Activity
Report every line of the records that contains the word "Beacon".

---- Source data

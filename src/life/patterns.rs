//! Well-known starting patterns

use super::Grid;
use crate::config::BoundaryCondition;
use crate::error::Result;
use serde::{Deserialize, Serialize};

#[derive(Debug, Clone, Copy, PartialEq, Eq, Serialize, Deserialize)]
#[serde(rename_all = "snake_case")]
pub enum Pattern {
    /// Diagonal spaceship, period 4
    Glider,
    /// Period-2 oscillator
    Blinker,
    /// Still life
    Block,
    /// Period-2 oscillator
    Beacon,
}

impl Pattern {
    pub const ALL: [Pattern; 4] = [Pattern::Glider, Pattern::Blinker, Pattern::Block, Pattern::Beacon];

    pub fn name(self) -> &'static str {
        match self {
            Pattern::Glider => "glider",
            Pattern::Blinker => "blinker",
            Pattern::Block => "block",
            Pattern::Beacon => "beacon",
        }
    }

    /// Live cells relative to the pattern's top-left corner, as `(x, y)`
    pub fn cells(self) -> &'static [(usize, usize)] {
        match self {
            Pattern::Glider => &[(1, 0), (2, 1), (0, 2), (1, 2), (2, 2)],
            Pattern::Blinker => &[(0, 1), (1, 1), (2, 1)],
            Pattern::Block => &[(0, 0), (1, 0), (0, 1), (1, 1)],
            Pattern::Beacon => &[(0, 0), (1, 0), (0, 1), (3, 2), (2, 3), (3, 3)],
        }
    }

    /// Place the pattern at `(x, y)` in an otherwise empty grid; cells that
    /// fall outside are wrapped under `Wrap` and dropped under `Dead`.
    pub fn stamp(
        self,
        width: usize,
        height: usize,
        boundary_condition: BoundaryCondition,
        x: usize,
        y: usize,
    ) -> Result<Grid> {
        let placed: Vec<(usize, usize)> = self
            .cells()
            .iter()
            .filter_map(|&(dx, dy)| {
                let (px, py) = (x + dx, y + dy);
                match boundary_condition {
                    BoundaryCondition::Wrap => Some((px % width.max(1), py % height.max(1))),
                    BoundaryCondition::Dead => (px < width && py < height).then_some((px, py)),
                }
            })
            .collect();
        Grid::from_fn(width, height, boundary_condition, |cx, cy| placed.contains(&(cx, cy)))
    }
}

impl std::str::FromStr for Pattern {
    type Err = anyhow::Error;

    fn from_str(s: &str) -> anyhow::Result<Self> {
        Pattern::ALL
            .into_iter()
            .find(|p| p.name().eq_ignore_ascii_case(s.trim()))
            .ok_or_else(|| anyhow::anyhow!("Unknown pattern '{}'", s))
    }
}

#[cfg(test)]
mod tests {
    use super::*;

    #[test]
    fn test_stamp_glider() {
        let grid = Pattern::Glider.stamp(5, 5, BoundaryCondition::Dead, 1, 1).unwrap();
        assert_eq!(grid.living_cells(), vec![(2, 1), (3, 2), (1, 3), (2, 3), (3, 3)]);
    }

    #[test]
    fn test_stamp_clipping_and_wrapping() {
        let clipped = Pattern::Block.stamp(4, 4, BoundaryCondition::Dead, 3, 3).unwrap();
        assert_eq!(clipped.living_cells(), vec![(3, 3)]);

        let wrapped = Pattern::Block.stamp(4, 4, BoundaryCondition::Wrap, 3, 3).unwrap();
        assert_eq!(wrapped.living_count(), 4);
        assert_eq!(wrapped.living_cells(), vec![(0, 0), (3, 0), (0, 3), (3, 3)]);
    }

    #[test]
    fn test_pattern_from_str() {
        assert_eq!("Glider".parse::<Pattern>().unwrap(), Pattern::Glider);
        assert!("spaceship".parse::<Pattern>().is_err());
    }
}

--------

Expected answer
    Beacon,
    pub const ALL: [Pattern; 4] = [Pattern::Glider, Pattern::Blinker, Pattern::Block, Pattern::Beacon];
            Pattern::Beacon => "beacon",
            Pattern::Beacon => &[(0, 0), (1, 0), (0, 1), (3, 2), (2, 3), (3, 3)],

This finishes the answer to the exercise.